__INSTRUCTIONS TO FOLLOW__: Up to and including the line that contains "pub struct CommandInput", return every line from the start of the data, unchanged.

* * * *

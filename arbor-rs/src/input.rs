//! Cursor-addressable view over raw command input.

/// Raw command input with a forward-only cursor.
///
/// Parsers either read whitespace-delimited tokens (`read_string`) or take the
/// raw suffix (`read_remaining`). The cursor is a byte offset that always sits
/// on a char boundary.
#[derive(Clone, Debug, PartialEq, Eq)]
pub struct CommandInput {
    input: String,
    cursor: usize,
}

impl CommandInput {
    pub fn new(input: impl Into<String>) -> Self {
        Self {
            input: input.into(),
            cursor: 0,
        }
    }

    /// Full raw input, including consumed text.
    pub fn input(&self) -> &str {
        &self.input
    }

    /// Byte offset of the next unconsumed character.
    pub fn cursor(&self) -> usize {
        self.cursor
    }

    /// Unconsumed raw suffix.
    pub fn remaining_input(&self) -> &str {
        &self.input[self.cursor..]
    }

    pub fn remaining_length(&self) -> usize {
        self.input.len() - self.cursor
    }

    /// True when nothing but whitespace is left.
    pub fn is_empty(&self) -> bool {
        self.remaining_input().trim_start().is_empty()
    }

    /// Number of whitespace-delimited tokens left.
    pub fn remaining_tokens(&self) -> usize {
        self.remaining_input().split_whitespace().count()
    }

    pub fn peek(&self) -> Option<char> {
        self.remaining_input().chars().next()
    }

    pub fn read(&mut self) -> Option<char> {
        let ch = self.peek()?;
        self.cursor += ch.len_utf8();
        Some(ch)
    }

    pub fn skip_whitespace(&mut self) -> &mut Self {
        let remaining = self.remaining_input();
        self.cursor += remaining.len() - remaining.trim_start().len();
        self
    }

    /// Next token, without consuming it. Leading whitespace is ignored.
    pub fn peek_string(&self) -> &str {
        let remaining = self.remaining_input().trim_start();
        let end = remaining
            .find(char::is_whitespace)
            .unwrap_or(remaining.len());
        &remaining[..end]
    }

    /// Consume the next token. Trailing whitespace is left in place.
    pub fn read_string(&mut self) -> String {
        self.skip_whitespace();
        let token = self.peek_string().to_string();
        self.cursor += token.len();
        token
    }

    /// Consume everything that is left, trimmed of surrounding whitespace.
    pub fn read_remaining(&mut self) -> String {
        let remaining = self.remaining_input().trim().to_string();
        self.cursor = self.input.len();
        remaining
    }

    /// Advance the cursor by `bytes`, clamped to the input length and to the
    /// previous char boundary.
    pub fn advance(&mut self, bytes: usize) {
        let mut target = (self.cursor + bytes).min(self.input.len());
        while !self.input.is_char_boundary(target) {
            target -= 1;
        }
        self.cursor = target.max(self.cursor);
    }

    /// The token currently being typed: empty when the input ends in
    /// whitespace, otherwise the last remaining token.
    pub fn last_remaining_token(&self) -> &str {
        let remaining = self.remaining_input();
        if remaining.is_empty() || remaining.ends_with(char::is_whitespace) {
            return "";
        }
        let start = remaining
            .rfind(char::is_whitespace)
            .map(|idx| idx + 1)
            .unwrap_or(0);
        &remaining[start..]
    }

    /// True when the remaining input (after leading whitespace) is a single,
    /// possibly empty, token that is still being typed.
    pub fn is_last_token(&self) -> bool {
        !self
            .remaining_input()
            .trim_start()
            .contains(char::is_whitespace)
    }

    /// Rewind to a cursor previously read from this input. Used to undo a
    /// failed parse.
    pub(crate) fn restore(&mut self, cursor: usize) {
        debug_assert!(cursor <= self.input.len());
        self.cursor = cursor;
    }
}

impl From<&str> for CommandInput {
    fn from(value: &str) -> Self {
        CommandInput::new(value)
    }
}

impl From<String> for CommandInput {
    fn from(value: String) -> Self {
        CommandInput::new(value)
    }
}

* * * *

__ANSWER TO THIS TASK__:
filename arbor-rs/src/input.rs
//! Cursor-addressable view over raw command input.

/// Raw command input with a forward-only cursor.
///
/// Parsers either read whitespace-delimited tokens (`read_string`) or take the
/// raw suffix (`read_remaining`). The cursor is a byte offset that always sits
/// on a char boundary.
#[derive(Clone, Debug, PartialEq, Eq)]
pub struct CommandInput {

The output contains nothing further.